You Are, Indeed, What You Eat

Your choices for meals can modulate your emotions and brainpower, expert says. [SIZE=-1]By E.J. Mundell
HealthDay Reporter[/SIZE]


SUNDAY, July 23 (HealthDay News) -- That old maxim just might be right: The way to the heart may be through the stomach.
Breads and other carb-rich foods could bring on a smile, while protein-filled fish and meat may help you ace that exam, according to research that suggests that what we eat changes how we think and feel.
"You can manipulate your mood and your mental acuity just by what you eat and when, and the effects can happen very quickly," said Dr. Judith Wurtman, a research scientist at the Massachusetts Institute of Technology, and author of Managing Your Mind and Mood Through Food.

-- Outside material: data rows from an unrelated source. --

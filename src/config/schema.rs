//! Configuration schema definitions.
//!
//! This module defines the complete configuration structure for the site
//! server. All types derive Serde traits for deserialization from config
//! files.

use serde::{Deserialize, Serialize};

use crate::routing::DEFAULT_BYPASS_PREFIXES;

/// Root configuration for the site server.
#[derive(Debug, Clone, Deserialize, Serialize, Default)]
#[serde(default)]
pub struct SiteConfig {
    /// Listener configuration (bind address, TLS).
    pub listener: ListenerConfig,

    /// Translation dictionary location.
    pub i18n: I18nConfig,

    /// Locale routing rules.
    pub routing: RoutingConfig,

    /// Business details shown on pages.
    pub site: SiteDetails,

    /// Contact form endpoint settings.
    pub contact: ContactConfig,

    /// Timeout configuration.
    pub timeouts: TimeoutConfig,

    /// Observability settings.
    pub observability: ObservabilityConfig,

    #[serde(default)]
    pub security: SecurityConfig,
}

/// Listener configuration.
#[derive(Debug, Clone, Deserialize, Serialize)]
#[serde(default)]
pub struct ListenerConfig {
    /// Bind address (e.g., "0.0.0.0:3000").
    pub bind_address: String,

    /// Optional TLS configuration.
    pub tls: Option<TlsConfig>,
}

impl Default for ListenerConfig {
    fn default() -> Self {
        Self {
            bind_address: "0.0.0.0:3000".to_string(),
            tls: None,
        }
    }
}

/// TLS configuration for the listener.
#[derive(Debug, Clone, Deserialize, Serialize)]
pub struct TlsConfig {
    /// Path to certificate file (PEM).
    pub cert_path: String,

    /// Path to private key file (PEM).
    pub key_path: String,
}

/// Where translation dictionaries come from.
#[derive(Debug, Clone, Deserialize, Serialize, Default)]
#[serde(default)]
pub struct I18nConfig {
    /// Directory holding `el.json` and `en.json`.
    /// When unset, the dictionaries compiled into the binary are used.
    pub messages_dir: Option<String>,
}

/// Locale routing configuration.
#[derive(Debug, Clone, Deserialize, Serialize)]
#[serde(default)]
pub struct RoutingConfig {
    /// Path prefixes that skip locale handling entirely.
    pub bypass_prefixes: Vec<String>,
}

impl Default for RoutingConfig {
    fn default() -> Self {
        Self {
            bypass_prefixes: DEFAULT_BYPASS_PREFIXES.iter().map(|p| p.to_string()).collect(),
        }
    }
}

/// Public business details.
#[derive(Debug, Clone, Deserialize, Serialize)]
#[serde(default)]
pub struct SiteDetails {
    /// Brand name used in page titles.
    pub name: String,

    /// Canonical public URL of the site.
    pub url: String,

    /// Phone number shown on every page.
    pub business_phone: String,

    /// Address contact notifications would be sent to.
    pub contact_email: String,

    /// Directory served for bypassed asset paths.
    pub public_dir: String,
}

impl Default for SiteDetails {
    fn default() -> Self {
        Self {
            name: "RentRibAthens".to_string(),
            url: "https://rentribathens.gr".to_string(),
            business_phone: "+306978277120".to_string(),
            contact_email: "info@rentribathens.gr".to_string(),
            public_dir: "public".to_string(),
        }
    }
}

/// Contact endpoint configuration.
#[derive(Debug, Clone, Deserialize, Serialize)]
#[serde(default)]
pub struct ContactConfig {
    /// Enable per-IP rate limiting of submissions.
    pub rate_limit_enabled: bool,

    /// Sustained submissions allowed per client per minute.
    pub submissions_per_minute: u32,

    /// Burst capacity.
    pub burst_size: u32,
}

impl Default for ContactConfig {
    fn default() -> Self {
        Self {
            rate_limit_enabled: true,
            submissions_per_minute: 5,
            burst_size: 3,
        }
    }
}

/// Timeout configuration.
#[derive(Debug, Clone, Deserialize, Serialize)]
#[serde(default)]
pub struct TimeoutConfig {
    /// Request timeout (total time for request/response) in seconds.
    pub request_secs: u64,

    /// Grace period for in-flight requests on shutdown, in seconds.
    pub shutdown_grace_secs: u64,
}

impl Default for TimeoutConfig {
    fn default() -> Self {
        Self {
            request_secs: 30,
            shutdown_grace_secs: 10,
        }
    }
}

/// Observability configuration.
#[derive(Debug, Clone, Deserialize, Serialize)]
#[serde(default)]
pub struct ObservabilityConfig {
    /// Log level (trace, debug, info, warn, error).
    pub log_level: String,

    /// Log output format ("pretty" or "json").
    pub log_format: String,

    /// Enable metrics endpoint.
    pub metrics_enabled: bool,

    /// Metrics endpoint bind address.
    pub metrics_address: String,
}

impl Default for ObservabilityConfig {
    fn default() -> Self {
        Self {
            log_level: "info".to_string(),
            log_format: "pretty".to_string(),
            metrics_enabled: false,
            metrics_address: "127.0.0.1:9090".to_string(),
        }
    }
}

/// Security hardening configuration.
#[derive(Debug, Clone, Deserialize, Serialize)]
#[serde(default)]
pub struct SecurityConfig {
    /// Enable security headers.
    pub enable_headers: bool,
    /// Maximum body size in bytes.
    pub max_body_size: usize,
}

impl Default for SecurityConfig {
    fn default() -> Self {
        Self {
            enable_headers: true,
            max_body_size: 64 * 1024, // 64KB, contact form only
        }
    }
}
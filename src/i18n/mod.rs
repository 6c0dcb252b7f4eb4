//! Internationalization subsystem.
//!
//! # Data Flow
//! ```text
//! Startup:
//!     messages/<code>.json (or embedded copies)
//!     → catalog.rs (parse, validate shape)
//!     → Catalog (immutable, shared via Arc)
//!
//! Per request:
//!     Locale (from the rewritten /el or /en prefix)
//!     → Catalog::translator(locale)
//!     → t("dotted.key") → Option<&Value>
//! ```
//!
//! # Design Decisions
//! - Locales are a closed enum; there is no runtime registration
//! - The default locale dictionary is treated as complete
//! - Missing secondary keys are reported at startup, never fatal

pub mod catalog;
pub mod locale;

pub use catalog::{Catalog, CatalogError, Translator};
pub use locale::{is_valid_locale, Locale, UnknownLocale};
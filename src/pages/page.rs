//! Site pages and their paths.

use crate::i18n::{Locale, Translator};

/// A page of the site, addressed by its unprefixed path.
#[derive(Debug, Clone, PartialEq, Eq)]
pub enum Page {
    Home,
    Fleet,
    Services,
    Contact,
    Destinations,
    PrivacyPolicy,
    TermsOfService,
    CookiePolicy,
    Boat(String),
    Destination(String),
}

impl Page {
    /// Pages linked from the navigation bar, in display order.
    pub const NAV: [Page; 5] = [
        Page::Home,
        Page::Fleet,
        Page::Services,
        Page::Destinations,
        Page::Contact,
    ];

    /// Match a path below the locale prefix (`""`, `"fleet"`, `"boats/lobster23"`).
    ///
    /// Surrounding slashes are ignored. Slugs must be non-empty and contain
    /// only lowercase ASCII letters, digits and `-`.
    pub fn from_path(path: &str) -> Option<Page> {
        let trimmed = path.trim_matches('/');
        if trimmed.is_empty() {
            return Some(Page::Home);
        }

        let segments: Vec<&str> = trimmed.split('/').collect();
        match segments.as_slice() {
            ["fleet"] => Some(Page::Fleet),
            ["services"] => Some(Page::Services),
            ["contact"] => Some(Page::Contact),
            ["destinations"] => Some(Page::Destinations),
            ["privacy-policy"] => Some(Page::PrivacyPolicy),
            ["terms-of-service"] => Some(Page::TermsOfService),
            ["cookie-policy"] => Some(Page::CookiePolicy),
            ["boats", slug] if is_slug(slug) => Some(Page::Boat(slug.to_string())),
            ["destinations", slug] if is_slug(slug) => Some(Page::Destination(slug.to_string())),
            _ => None,
        }
    }

    /// Unprefixed path of the page.
    pub fn path(&self) -> String {
        match self {
            Page::Home => "/".to_string(),
            Page::Fleet => "/fleet".to_string(),
            Page::Services => "/services".to_string(),
            Page::Contact => "/contact".to_string(),
            Page::Destinations => "/destinations".to_string(),
            Page::PrivacyPolicy => "/privacy-policy".to_string(),
            Page::TermsOfService => "/terms-of-service".to_string(),
            Page::CookiePolicy => "/cookie-policy".to_string(),
            Page::Boat(slug) => format!("/boats/{slug}"),
            Page::Destination(slug) => format!("/destinations/{slug}"),
        }
    }

    /// Catalog key holding the page title.
    pub fn title_key(&self) -> String {
        match self {
            Page::Home => "home.hero.title".to_string(),
            Page::Fleet => "fleet.title".to_string(),
            Page::Services => "services.title".to_string(),
            Page::Contact => "contact.title".to_string(),
            Page::Destinations => "nav.destinations".to_string(),
            Page::PrivacyPolicy => "legal.privacyPolicy.title".to_string(),
            Page::TermsOfService => "legal.termsOfService.title".to_string(),
            Page::CookiePolicy => "legal.cookiePolicy.title".to_string(),
            Page::Boat(slug) => format!("boats.{slug}.name"),
            Page::Destination(slug) => format!("destinations.{slug}.name"),
        }
    }

    /// Catalog key holding the lead paragraph, if the page has one.
    pub fn description_key(&self) -> Option<String> {
        match self {
            Page::Home => Some("home.hero.subtitle".to_string()),
            Page::Fleet => Some("fleet.description".to_string()),
            Page::Services => Some("services.description".to_string()),
            Page::Contact => Some("contact.description".to_string()),
            Page::Boat(slug) => Some(format!("boats.{slug}.shortDescription")),
            Page::Destination(slug) => Some(format!("destinations.{slug}.description")),
            _ => None,
        }
    }

    /// Key naming the page in the navigation bar.
    pub fn nav_key(&self) -> Option<&'static str> {
        match self {
            Page::Home => Some("nav.home"),
            Page::Fleet => Some("nav.fleet"),
            Page::Services => Some("nav.services"),
            Page::Destinations => Some("nav.destinations"),
            Page::Contact => Some("nav.contact"),
            _ => None,
        }
    }

    /// Whether the catalog knows the entity behind a slug page.
    ///
    /// Fixed pages always exist.
    pub fn exists(&self, t: &Translator<'_>) -> bool {
        match self {
            Page::Boat(_) | Page::Destination(_) => t.t(&self.title_key()).is_some(),
            _ => true,
        }
    }

    /// Page title, falling back to a literal when the catalog has none.
    pub fn title(&self, t: &Translator<'_>) -> String {
        t.text(&self.title_key(), &self.fallback_title(t.locale()))
    }

    fn fallback_title(&self, locale: Locale) -> String {
        let (el, en) = match self {
            Page::Home => ("Ενοικίαση φουσκωτών σκαφών", "RIB boat rental"),
            Page::Fleet => ("Στόλος", "Fleet"),
            Page::Services => ("Υπηρεσίες", "Services"),
            Page::Contact => ("Επικοινωνία", "Contact"),
            Page::Destinations => ("Προορισμοί", "Destinations"),
            Page::PrivacyPolicy => ("Πολιτική απορρήτου", "Privacy policy"),
            Page::TermsOfService => ("Όροι χρήσης", "Terms of service"),
            Page::CookiePolicy => ("Πολιτική cookies", "Cookie policy"),
            Page::Boat(slug) | Page::Destination(slug) => return slug.clone(),
        };
        match locale {
            Locale::El => el.to_string(),
            Locale::En => en.to_string(),
        }
    }
}

fn is_slug(segment: &str) -> bool {
    !segment.is_empty()
        && segment
            .bytes()
            .all(|b| b.is_ascii_lowercase() || b.is_ascii_digit() || b == b'-')
}

#[cfg(test)]
mod tests {
    use super::*;
    use crate::i18n::Catalog;
    use serde_json::json;

    #[test]
    fn test_from_path() {
        assert_eq!(Page::from_path(""), Some(Page::Home));
        assert_eq!(Page::from_path("/"), Some(Page::Home));
        assert_eq!(Page::from_path("fleet"), Some(Page::Fleet));
        assert_eq!(Page::from_path("fleet/"), Some(Page::Fleet));
        assert_eq!(
            Page::from_path("boats/lobster23"),
            Some(Page::Boat("lobster23".into()))
        );
        assert_eq!(
            Page::from_path("destinations/aegina"),
            Some(Page::Destination("aegina".into()))
        );
        assert_eq!(Page::from_path("destinations"), Some(Page::Destinations));
    }

    #[test]
    fn test_from_path_rejects_unknown() {
        assert_eq!(Page::from_path("english"), None);
        assert_eq!(Page::from_path("boats"), None);
        assert_eq!(Page::from_path("boats/Lobster"), None);
        assert_eq!(Page::from_path("boats/a/b"), None);
        assert_eq!(Page::from_path("fleet.html"), None);
    }

    #[test]
    fn test_path_round_trips_through_from_path() {
        for page in [
            Page::PrivacyPolicy,
            Page::Boat("marlin790".into()),
            Page::Destination("agistri".into()),
        ] {
            assert_eq!(Page::from_path(&page.path()), Some(page));
        }
    }

    #[test]
    fn test_title_uses_catalog_then_literal() {
        let catalog = Catalog::from_values([
            (Locale::El, json!({"fleet": {"title": "Ο στόλος μας"}})),
            (Locale::En, json!({})),
        ])
        .unwrap();

        assert_eq!(Page::Fleet.title(&catalog.translator(Locale::El)), "Ο στόλος μας");
        // en falls back to the Greek dictionary, then to the English literal
        assert_eq!(Page::Fleet.title(&catalog.translator(Locale::En)), "Ο στόλος μας");
        assert_eq!(Page::Services.title(&catalog.translator(Locale::En)), "Services");
    }

    #[test]
    fn test_slug_pages_exist_only_when_named() {
        let catalog = Catalog::from_values([
            (Locale::El, json!({"boats": {"lobster23": {"name": "Lobster 23"}}})),
            (Locale::En, json!({})),
        ])
        .unwrap();
        let t = catalog.translator(Locale::En);

        assert!(Page::Boat("lobster23".into()).exists(&t));
        assert!(!Page::Boat("titanic".into()).exists(&t));
        assert!(Page::Fleet.exists(&t));
    }
}
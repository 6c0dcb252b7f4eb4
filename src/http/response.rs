//! Response helpers.

use axum::http::{header, HeaderValue, StatusCode};
use axum::response::{IntoResponse, Response};

/// An HTML document with an explicit status.
pub fn html(status: StatusCode, body: String) -> Response {
    (
        status,
        [(
            header::CONTENT_TYPE,
            HeaderValue::from_static("text/html; charset=utf-8"),
        )],
        body,
    )
        .into_response()
}

#[cfg(test)]
mod tests {
    use super::*;

    #[test]
    fn test_html_sets_content_type() {
        let response = html(StatusCode::NOT_FOUND, "<p>x</p>".into());
        assert_eq!(response.status(), StatusCode::NOT_FOUND);
        assert_eq!(
            response.headers()[header::CONTENT_TYPE],
            "text/html; charset=utf-8"
        );
    }
}
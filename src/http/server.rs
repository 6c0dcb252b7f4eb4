//! HTTP server setup and configuration.
//!
//! # Responsibilities
//! - Create the Axum Router with all handlers
//! - Wrap the site in the locale routing middleware
//! - Wire up middleware (request ID, tracing, timeout, body limit, headers)
//! - Bind the server to a plain or TLS listener
//! - Stop accepting on shutdown and drain in-flight requests
//!
//! # Design Decisions
//! - Locale routing runs before route matching, so the page router is
//!   wrapped by `LocaleLayer` and mounted as the outer router's fallback
//! - Page routes are nested under explicit `/el` and `/en` prefixes;
//!   anything else falls through to the static file service

use std::net::SocketAddr;
use std::sync::Arc;
use std::time::Duration;

use axum::{
    handler::Handler,
    middleware::{from_fn, from_fn_with_state},
    routing::post,
    Extension, Router,
};
use axum_server::tls_rustls::RustlsConfig;
use tokio::net::TcpListener;
use tokio::sync::broadcast;
use tower::Layer;
use tower_http::{
    limit::RequestBodyLimitLayer, services::ServeDir, timeout::TimeoutLayer, trace::TraceLayer,
};

use crate::config::SiteConfig;
use crate::contact::handler::{method_not_allowed, submit};
use crate::http::middleware::LocaleLayer;
use crate::http::request::{propagate_request_id_layer, set_request_id_layer};
use crate::i18n::{Catalog, Locale};
use crate::observability::metrics::track_requests;
use crate::observability::tracing::make_request_span;
use crate::pages;
use crate::routing::LocaleResolver;
use crate::security::{rate_limit_middleware, with_security_headers, RateLimiterState};

/// Application state injected into handlers.
#[derive(Clone)]
pub struct AppState {
    pub config: Arc<SiteConfig>,
    pub catalog: Arc<Catalog>,
    pub resolver: Arc<LocaleResolver>,
    pub contact_limiter: Arc<RateLimiterState>,
}

impl AppState {
    pub fn new(config: SiteConfig, catalog: Catalog) -> Self {
        let resolver = LocaleResolver::new(config.routing.bypass_prefixes.iter().cloned());
        let contact_limiter = RateLimiterState::new(&config.contact);
        Self {
            config: Arc::new(config),
            catalog: Arc::new(catalog),
            resolver: Arc::new(resolver),
            contact_limiter: Arc::new(contact_limiter),
        }
    }
}

/// Build the complete application: locale routing, site routes and layers.
#[allow(deprecated)]
pub fn build_app(state: AppState) -> Router {
    let config = state.config.clone();
    let localized = LocaleLayer::new(state.resolver.clone()).layer(site_router(state));

    let router = Router::new()
        .fallback_service(localized)
        .layer(from_fn(track_requests))
        .layer(TimeoutLayer::new(Duration::from_secs(
            config.timeouts.request_secs,
        )))
        .layer(RequestBodyLimitLayer::new(config.security.max_body_size))
        .layer(TraceLayer::new_for_http().make_span_with(make_request_span))
        .layer(propagate_request_id_layer())
        .layer(set_request_id_layer());

    if config.security.enable_headers {
        with_security_headers(router)
    } else {
        router
    }
}

/// Routes seen after the locale decision has been applied.
fn site_router(state: AppState) -> Router {
    let contact = post(submit)
        .layer(from_fn_with_state(
            state.contact_limiter.clone(),
            rate_limit_middleware,
        ))
        .get(method_not_allowed);

    let assets = ServeDir::new(&state.config.site.public_dir)
        .not_found_service(pages::not_found.with_state(state.clone()));

    Router::new()
        .route("/api/contact", contact)
        .nest("/el", pages::router().layer(Extension(Locale::El)))
        .nest("/en", pages::router().layer(Extension(Locale::En)))
        .fallback_service(assets)
        .with_state(state)
}

/// HTTP server for the site.
pub struct SiteServer {
    router: Router,
    config: Arc<SiteConfig>,
}

impl SiteServer {
    pub fn new(state: AppState) -> Self {
        let config = state.config.clone();
        Self {
            router: build_app(state),
            config,
        }
    }

    /// Serve plain HTTP on `listener` until `shutdown` fires, then drain.
    pub async fn run(
        self,
        listener: TcpListener,
        mut shutdown: broadcast::Receiver<()>,
    ) -> Result<(), std::io::Error> {
        let addr = listener.local_addr()?;
        tracing::info!(address = %addr, "HTTP server starting");

        let app = self
            .router
            .into_make_service_with_connect_info::<SocketAddr>();

        axum::serve(listener, app)
            .with_graceful_shutdown(async move {
                let _ = shutdown.recv().await;
                tracing::info!("HTTP server draining connections");
            })
            .await?;

        tracing::info!("HTTP server stopped");
        Ok(())
    }

    /// Serve HTTPS on `addr` until `shutdown` fires.
    ///
    /// In-flight requests get `timeouts.shutdown_grace_secs` to finish.
    pub async fn run_tls(
        self,
        addr: SocketAddr,
        tls: RustlsConfig,
        mut shutdown: broadcast::Receiver<()>,
    ) -> Result<(), std::io::Error> {
        tracing::info!(address = %addr, "HTTPS server starting");

        let handle = axum_server::Handle::new();
        let grace = Duration::from_secs(self.config.timeouts.shutdown_grace_secs);
        let shutdown_handle = handle.clone();
        tokio::spawn(async move {
            let _ = shutdown.recv().await;
            tracing::info!(grace_secs = grace.as_secs(), "HTTPS server draining connections");
            shutdown_handle.graceful_shutdown(Some(grace));
        });

        axum_server::bind_rustls(addr, tls)
            .handle(handle)
            .serve(
                self.router
                    .into_make_service_with_connect_info::<SocketAddr>(),
            )
            .await?;

        tracing::info!("HTTPS server stopped");
        Ok(())
    }
}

She and her husband, Dr. Richard Wurtman (also of MIT), have studied the food-mood connection for the past 30 years.
According to Wurtman, the news that carbohydrates can lift the spirits first emerged about a dozen years ago, in studies she conducted with women suffering from premenstrual syndrome.
"Eating carbohydrates had a profound and dramatic effect in improving mood," Wurtman said. "I'm talking about anger, irritability, depression, difficulty concentrating, mental fuzziness. We found that you could reverse those mood changes with carbohydrate-rich foods, in about 30 minutes."
Carbs can do little to change serious clinical depression, but they do seem to help battle the everyday "blahs," she said. The reason may be very simple, she noted: the body uses carbohydrates to manufacture serotonin -- the key emotion regulator in the brain. "When you eat carbohydrates and make more serotonin, mood disturbances that you may have been suffering can go away, at least temporarily," she said.
There's one caveat, though: Eating a fatty food along with the carbs slows down digestion and inhibits this feel-good response. "So, if you really want to feel better, try carbohydrates but try something like a fat-free breakfast cereal, rather than a slice of bread slathered with [fatty] peanut butter," Wurtman advised.
And what about protein? Wurtman said the science on that is a little sketchier.
"My husband discovered years ago, however, that one of the amino acids in protein, called tyrosine, does increase the synthesis of two key chemicals in the brain, norepinephrine and dopamine, which we call the 'mental alertness' chemicals," she said. For this reason, Wurtman recommends protein-heavy diets for people facing extended periods of mental strain, such as preparing for an important exam. "It'll help you replenish those chemicals in your brain," she said.
The researcher said myths abound when it comes to specific foods and their effect on emotions. The No. 1 myth -- the sugar "high."
Far from making kids rambunctious, sweet treats are more likely to send them snoozing, Wurtman said. "In studies done in the 1980s, a National Institutes of Health researcher, Judith Rapaport, gave kids Kool-Aid sweetened either with sugar or aspartame. A half-hour later, the kids that had had the sugar were found slumped in a corner, dozing," she said.
Another myth circulates every Thanksgiving -- snooze-inducing, tryptophan-laden turkey.
Again, tryptophan itself doesn't make you sleepy. According to Wurtman, tryptophan is an amino acid, a molecule that's part of protein. However, it's found in exceedingly small quantities and has to compete with other, more abundant amino acids to make it into the brain. It's a race tryptophan usually loses, she said.
"However, when you eat carbohydrates, insulin is released," Wurtman said. Insulin works to push all protein amino acids except tryptophan into the muscles and away from the brain. The result? Tryptophan finally gains access to brain tissue.
So, by itself, gorging on Thanksgiving turkey (or any other protein-rich food) shouldn't make a person sleepy. "But when you eat the stuffing, the pecan pie, the butter, gravy and wine -- then you get sleepy," Wurtman explained.
And fats? So far, science hasn't proven they affect short-term mood. However, high-fat diets may have longer-term consequences on mental state.
"If you're obese and your health isn't so great, your mood isn't so great, either," Wurtman said. And she noted that, in her work with the very obese, she's often noticed that many say they eat "to 'get drunk' on food -- that's what I've been told."
Wurtman said, "Sometimes people will eat high-fat foods and fall into a kind of mental stupor, almost an emotional coma."
Food can have much more constructive emotional effects, however. Wurtman believes most people unconsciously know this, anyway.
"When people are upset, they tend to reach for foods to make them feel better," she said. The key, according to Wurtman, is choosing those foods wisely.